__Dataset records__:
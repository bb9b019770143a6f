use std::fs::File;
use std::sync::Arc;

use libp2p::Multiaddr;
use tracing::warn;

pub trait BootnodeSource: Send + Sync {
    fn to_multiaddrs(&self) -> Vec<Multiaddr>;
}

impl BootnodeSource for Vec<Multiaddr> {
    fn to_multiaddrs(&self) -> Vec<Multiaddr> {
        self.clone()
    }
}

impl BootnodeSource for Arc<[Multiaddr]> {
    fn to_multiaddrs(&self) -> Vec<Multiaddr> {
        self.as_ref().to_vec()
    }
}

#[derive(Debug, Clone, Default, PartialEq, Eq)]
pub struct StaticBootnodes(Vec<Multiaddr>);

impl StaticBootnodes {
    pub fn new<T: Into<Vec<Multiaddr>>>(addrs: T) -> Self {
        StaticBootnodes(addrs.into())
    }

    /// Parses every command line argument; see [`parse_bootnode_argument`].
    pub fn from_arguments<S: AsRef<str>>(args: &[S]) -> Self {
        StaticBootnodes(
            args.iter()
                .flat_map(|arg| parse_bootnode_argument(arg.as_ref()))
                .collect(),
        )
    }

    pub fn is_empty(&self) -> bool {
        self.0.is_empty()
    }
}

impl BootnodeSource for StaticBootnodes {
    fn to_multiaddrs(&self) -> Vec<Multiaddr> {
        self.0.clone()
    }
}

/// A bootnode argument is either a multiaddr or a path to a YAML list of
/// multiaddrs. Anything else is logged and ignored.
pub fn parse_bootnode_argument(arg: &str) -> Vec<Multiaddr> {
    if let Ok(value) = arg.parse::<Multiaddr>() {
        return vec![value];
    };

    let Ok(file) = File::open(arg) else {
        warn!(
            "value {arg:?} provided as bootnode is not recognized - it is not valid multiaddr nor valid path to file containing bootnodes."
        );

        return Vec::new();
    };

    let entries: Vec<String> = match serde_yaml::from_reader(file) {
        Ok(value) => value,
        Err(err) => {
            warn!("failed to read bootnodes from {arg:?}: {err:?}");

            return Vec::new();
        }
    };

    let bootnodes: Vec<Multiaddr> = entries
        .iter()
        .filter_map(|entry| match entry.parse::<Multiaddr>() {
            Ok(addr) => Some(addr),
            Err(err) => {
                warn!("skipping bootnode {entry:?} from {arg:?}: {err}");
                None
            }
        })
        .collect();

    if bootnodes.is_empty() {
        warn!("provided file with bootnodes {arg:?} is empty");
    }

    bootnodes
}
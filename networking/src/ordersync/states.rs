/// Ordersync session state machine.
use std::sync::Arc;

use libp2p_identity::PeerId;
use parking_lot::Mutex;
use tokio::time::Instant;
use tracing::warn;

use super::protocol::{PageCursor, SubprotocolVersion};

#[derive(Debug, Clone, Copy, PartialEq, Eq, Hash)]
pub enum SessionState {
    /// Agreeing on a subprotocol version with the peer.
    ///
    /// Initial state of every session.
    Negotiating,

    /// Requesting pages in cursor order and handing them to the validator.
    Paging,

    /// No more pages will be requested; validation of the last page is
    /// allowed to finish.
    Draining,

    /// All pages were applied.
    Done,

    /// Negotiation was rejected, the transport failed, or a budget ran out.
    /// Orders accepted before the failure are kept.
    Failed,
}

impl SessionState {
    pub fn can_transition_to(&self, target: SessionState) -> bool {
        match self {
            SessionState::Negotiating => {
                matches!(target, SessionState::Paging | SessionState::Failed)
            }
            SessionState::Paging => {
                matches!(target, SessionState::Draining | SessionState::Failed)
            }
            SessionState::Draining => matches!(target, SessionState::Done | SessionState::Failed),
            SessionState::Done | SessionState::Failed => false,
        }
    }

    pub fn is_terminal(&self) -> bool {
        matches!(self, SessionState::Done | SessionState::Failed)
    }
}

impl Default for SessionState {
    fn default() -> Self {
        SessionState::Negotiating
    }
}

/// Ephemeral per-peer sync state. Never persisted.
#[derive(Debug, Clone)]
pub struct OrdersyncSession {
    pub peer_id: PeerId,
    pub state: SessionState,
    pub version: Option<SubprotocolVersion>,
    pub cursor: Option<PageCursor>,
    pub pages_fetched: usize,
    pub started_at: Instant,
}

pub type SharedSession = Arc<Mutex<OrdersyncSession>>;

impl OrdersyncSession {
    pub fn new(peer_id: PeerId) -> Self {
        Self {
            peer_id,
            state: SessionState::default(),
            version: None,
            cursor: None,
            pages_fetched: 0,
            started_at: Instant::now(),
        }
    }

    pub fn shared(peer_id: PeerId) -> SharedSession {
        Arc::new(Mutex::new(Self::new(peer_id)))
    }

    /// Moves to `target` if the transition is legal.
    pub fn transition(&mut self, target: SessionState) -> bool {
        if self.state == target {
            return true;
        }
        if !self.state.can_transition_to(target) {
            warn!(
                peer = %self.peer_id,
                from = ?self.state,
                to = ?target,
                "Invalid session state transition attempted"
            );
            return false;
        }
        self.state = target;
        true
    }

    /// Forces a non-terminal session into `Failed`.
    pub fn fail(&mut self) {
        if !self.state.is_terminal() {
            self.state = SessionState::Failed;
        }
    }
}
impl NetworkService {
    pub async fn new(
        network_config: Arc<NetworkServiceConfig>,
        provider: OrdersyncProvider,
        coordinator: OrdersyncCoordinator,
        outbound_requests: mpsc::UnboundedReceiver<OutboundRequest>,
        metrics: Option<Arc<Metrics>>,
    ) -> Result<Self> {
        let local_key = Keypair::generate_secp256k1();
        Self::new_with_keypair(
            network_config,
            provider,
            coordinator,
            outbound_requests,
            metrics,
            local_key,
        )
        .await
    }

    pub async fn new_with_keypair(
        network_config: Arc<NetworkServiceConfig>,
        provider: OrdersyncProvider,
        coordinator: OrdersyncCoordinator,
        outbound_requests: mpsc::UnboundedReceiver<OutboundRequest>,
        metrics: Option<Arc<Metrics>>,
        local_key: Keypair,
    ) -> Result<Self> {
        let behaviour = Self::build_behaviour(&local_key, &network_config);

        let config = Config::with_tokio_executor()
            .with_notify_handler_buffer_size(
                NonZeroUsize::new(7).ok_or_else(|| anyhow!("invalid handler buffer size"))?,
            )
            .with_per_connection_event_buffer_size(4)
            .with_dial_concurrency_factor(
                NonZeroU8::new(1).ok_or_else(|| anyhow!("invalid dial concurrency factor"))?,
            );

        let multiaddr = network_config.listen_multiaddr();
        let swarm = SwarmBuilder::with_existing_identity(local_key)
            .with_tokio()
            .with_quic()
            .with_behaviour(|_| behaviour)?
            .with_swarm_config(|_| config)
            .build();

        let (inbound_responses_tx, inbound_responses) = mpsc::unbounded_channel();
        let mut service = Self {
            network_config,
            swarm,
            peer_table: Arc::new(Mutex::new(HashMap::new())),
            peer_count: Arc::new(AtomicU64::new(0)),
            provider,
            coordinator,
            outbound_requests,
            pending_requests: HashMap::new(),
            inbound_responses_tx,
            inbound_responses,
            metrics,
        };

        service.listen(&multiaddr)?;

        Ok(service)
    }

    pub async fn start(&mut self) -> Result<()> {
        // Periodic reconnect attempts to bootnodes
        let mut reconnect_interval = interval(Duration::from_secs(RECONNECT_INTERVAL_SECS));
        reconnect_interval.set_missed_tick_behavior(MissedTickBehavior::Skip);
        loop {
            select! {
                _ = reconnect_interval.tick() => {
                    self.connect_to_peers(self.network_config.bootnodes.to_multiaddrs());
                }
                request = self.outbound_requests.recv() => {
                    match request {
                        Some(request) => self.dispatch_outbound_request(request),
                        None => return Err(anyhow!("ordersync transport channel closed")),
                    }
                }
                Some((peer, channel, response)) = self.inbound_responses.recv() => {
                    if self
                        .swarm
                        .behaviour_mut()
                        .req_resp
                        .send_response(channel, response)
                        .is_err()
                    {
                        warn!(peer = %peer, "Failed to send ordersync response, stream closed");
                    }
                }
                event = self.swarm.select_next_some() => {
                    self.handle_swarm_event(event);
                }
            }
        }
    }

    fn handle_swarm_event(&mut self, event: SwarmEvent<MeshNetworkBehaviourEvent>) {
        match event {
            SwarmEvent::Behaviour(MeshNetworkBehaviourEvent::ReqResp(event)) => {
                self.handle_request_response_event(event)
            }
            SwarmEvent::Behaviour(MeshNetworkBehaviourEvent::Identify(event)) => {
                self.handle_identify_event(event)
            }
            SwarmEvent::Behaviour(_) => {
                // ConnectionLimits behaviour has no events
            }
            SwarmEvent::ConnectionEstablished {
                peer_id,
                endpoint,
                num_established,
                ..
            } => {
                let connected = self.set_peer_state(peer_id, ConnectionState::Connected);
                let direction = if endpoint.is_dialer() {
                    Direction::Outbound
                } else {
                    Direction::Inbound
                };
                if let Some(metrics) = &self.metrics {
                    metrics.inc_peer_connection(direction.as_str(), "success");
                }

                info!(peer = %peer_id, direction = direction.as_str(), "Connected to peer (total: {})", connected);

                if num_established.get() == 1 {
                    drop(self.coordinator.on_peer_connected(peer_id));
                }
            }
            SwarmEvent::ConnectionClosed {
                peer_id,
                endpoint,
                num_established,
                cause,
                ..
            } => {
                if num_established > 0 {
                    return;
                }
                let connected = self.set_peer_state(peer_id, ConnectionState::Disconnected);
                if let Some(metrics) = &self.metrics {
                    let direction = if endpoint.is_dialer() {
                        Direction::Outbound
                    } else {
                        Direction::Inbound
                    };
                    let reason = if cause.is_some() { "error" } else { "closed" };
                    metrics.inc_peer_disconnection(direction.as_str(), reason);
                }

                info!(peer = %peer_id, "Disconnected from peer (total: {})", connected);
                self.coordinator.on_peer_disconnected(&peer_id);
            }
            SwarmEvent::IncomingConnection { local_addr, .. } => {
                debug!(?local_addr, "Incoming connection");
            }
            SwarmEvent::Dialing { peer_id, .. } => {
                debug!(?peer_id, "Dialing peer");
            }
            SwarmEvent::OutgoingConnectionError { peer_id, error, .. } => {
                warn!(?peer_id, ?error, "Failed to connect to peer");
                if let Some(peer_id) = peer_id {
                    self.set_peer_state(peer_id, ConnectionState::Disconnected);
                }
                if let Some(metrics) = &self.metrics {
                    metrics.inc_peer_connection(Direction::Outbound.as_str(), "error");
                }
            }
            SwarmEvent::NewListenAddr {
                listener_id,
                address,
            } => {
                info!(?listener_id, ?address, "New listen address");
            }
            SwarmEvent::NewExternalAddrCandidate { address } => {
                debug!(?address, "New external address candidate");
                self.swarm.add_external_address(address);
            }
            _ => {
                trace!(?event, "Unhandled swarm event");
            }
        }
    }

    fn handle_request_response_event(&mut self, event: ReqRespMessage) {
        match event {
            ReqRespEvent::Message { peer, message, .. } => match message {
                Message::Request {
                    request, channel, ..
                } => self.serve_request(peer, request, channel),
                Message::Response {
                    request_id,
                    response,
                } => match self.pending_requests.remove(&request_id) {
                    Some((reply, _)) => {
                        let _ = reply.send(Ok(response));
                    }
                    None => {
                        debug!(peer = %peer, ?request_id, "Response for an abandoned request");
                    }
                },
            },
            ReqRespEvent::OutboundFailure {
                peer,
                request_id,
                error,
                ..
            } => {
                debug!(peer = %peer, ?error, "Ordersync request failed");
                if let Some((reply, protocol)) = self.pending_requests.remove(&request_id) {
                    let _ = reply.send(Err(map_outbound_failure(&error, protocol)));
                }
            }
            ReqRespEvent::InboundFailure { peer, error, .. } => {
                warn!(peer = %peer, ?error, "Inbound ordersync request failed");
            }
            ReqRespEvent::ResponseSent { peer, .. } => {
                trace!(peer = %peer, "Response sent");
            }
        }
    }

    fn serve_request(
        &self,
        peer: PeerId,
        request: OrdersyncRequest,
        channel: ResponseChannel<OrdersyncResponse>,
    ) {
        let kind = match request {
            OrdersyncRequest::Negotiate(_) => "negotiate",
            OrdersyncRequest::Page(_) => "page",
        };
        trace!(peer = %peer, kind, "Received ordersync request");

        let provider = self.provider.clone();
        let responses = self.inbound_responses_tx.clone();
        let metrics = self.metrics.clone();
        tokio::spawn(async move {
            let response = provider.handle_request(peer, request).await;
            if let Some(metrics) = metrics {
                let result = match response {
                    OrdersyncResponse::Error(_) => "error",
                    _ => "ok",
                };
                metrics.inc_requests_served(kind, result);
            }
            let _ = responses.send((peer, channel, response));
        });
    }

    fn dispatch_outbound_request(&mut self, request: OutboundRequest) {
        let OutboundRequest {
            peer,
            request,
            reply,
        } = request;

        let connected = self.peer_table.lock().get(&peer).copied() == Some(ConnectionState::Connected);
        if !connected {
            let _ = reply.send(Err(TransportError::NotConnected));
            return;
        }

        // Each request opens a stream on its own protocol, so page requests
        // reach the handler for their cursor's version.
        let protocol = request.protocol_id();
        trace!(peer = %peer, protocol, "Sending ordersync request");
        let request_id = self.swarm.behaviour_mut().req_resp.send_request_with_protocols(
            &peer,
            request,
            [OrdersyncProtocol(protocol.to_string())],
        );
        self.pending_requests.insert(request_id, (reply, protocol));
    }

    fn handle_identify_event(&mut self, event: identify::Event) {
        match event {
            identify::Event::Received { peer_id, info, .. } => {
                let ordersync_protocols = info
                    .protocols
                    .iter()
                    .filter(|protocol| protocol.as_ref().starts_with("/mesh/ordersync/"))
                    .count();
                info!(
                    peer = %peer_id,
                    agent_version = %info.agent_version,
                    protocol_version = %info.protocol_version,
                    listen_addrs = info.listen_addrs.len(),
                    ordersync_protocols,
                    "Received peer info"
                );
            }
            identify::Event::Sent { peer_id, .. } => {
                trace!(peer = %peer_id, "Sent identify info");
            }
            identify::Event::Pushed { peer_id, .. } => {
                trace!(peer = %peer_id, "Pushed identify update");
            }
            identify::Event::Error { peer_id, error, .. } => {
                warn!(peer = %peer_id, ?error, "Identify error");
            }
        }
    }

    fn connect_to_peers(&mut self, peers: Vec<Multiaddr>) {
        debug!(?peers, "Connecting to bootnodes");
        for peer in peers {
            if let Some(Protocol::P2p(peer_id)) = peer
                .iter()
                .find(|protocol| matches!(protocol, Protocol::P2p(_)))
                && peer_id != self.local_peer_id()
            {
                let current_state = self.peer_table.lock().get(&peer_id).cloned();
                if !matches!(current_state, Some(ConnectionState::Disconnected) | None) {
                    trace!(?peer_id, "Already connected");
                    continue;
                }

                if let Err(err) = self.swarm.dial(peer.clone()) {
                    warn!(?err, "Failed to dial peer");
                    continue;
                }

                info!(peer = %peer_id, "Dialing peer");
                self.peer_table
                    .lock()
                    .insert(peer_id, ConnectionState::Connecting);
            }
        }
    }

    /// Records the new state and returns how many peers are connected.
    fn set_peer_state(&self, peer_id: PeerId, state: ConnectionState) -> u64 {
        let count = {
            let mut table = self.peer_table.lock();
            table.insert(peer_id, state);
            PeerCount::new(&table)
        };
        self.peer_count.store(count.connected, Ordering::Relaxed);
        if let Some(metrics) = &self.metrics {
            metrics.set_peers(count.connected as i64);
        }
        count.connected
    }

    pub fn peer_table(&self) -> Arc<Mutex<HashMap<PeerId, ConnectionState>>> {
        self.peer_table.clone()
    }

    pub fn peer_count(&self) -> Arc<AtomicU64> {
        self.peer_count.clone()
    }

    pub fn local_peer_id(&self) -> PeerId {
        *self.swarm.local_peer_id()
    }

    fn build_behaviour(local_key: &Keypair, cfg: &NetworkServiceConfig) -> MeshNetworkBehaviour {
        let identify = Self::build_identify(local_key);

        let req_resp = req_resp::build(
            protocol_ids(&cfg.supported_versions),
            cfg.request_timeout,
        );

        let connection_limits = connection_limits::Behaviour::new(
            ConnectionLimits::default()
                .with_max_pending_incoming(Some(5))
                .with_max_pending_outgoing(Some(16))
                .with_max_established_per_peer(Some(2)),
        );

        MeshNetworkBehaviour {
            identify,
            req_resp,
            connection_limits,
        }
    }

    fn build_identify(local_key: &Keypair) -> identify::Behaviour {
        let local_public_key = local_key.public();
        let identify_config = identify::Config::new("/mesh/1.0.0".into(), local_public_key)
            .with_agent_version(format!("mesh_node/{}", env!("CARGO_PKG_VERSION")))
            .with_cache_size(0);

        identify::Behaviour::new(identify_config)
    }

    fn listen(&mut self, addr: &Multiaddr) -> Result<()> {
        self.swarm
            .listen_on(addr.clone())
            .map_err(|e| anyhow!("Failed to listen on {addr:?}: {e:?}"))?;
        info!(?addr, "Listening on");
        Ok(())
    }
}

__Task description__: Your task is to list each line of the records with the word "OutboundRequest".

__Written answer__:
        outbound_requests: mpsc::UnboundedReceiver<OutboundRequest>,
        outbound_requests: mpsc::UnboundedReceiver<OutboundRequest>,
    fn dispatch_outbound_request(&mut self, request: OutboundRequest) {
        let OutboundRequest {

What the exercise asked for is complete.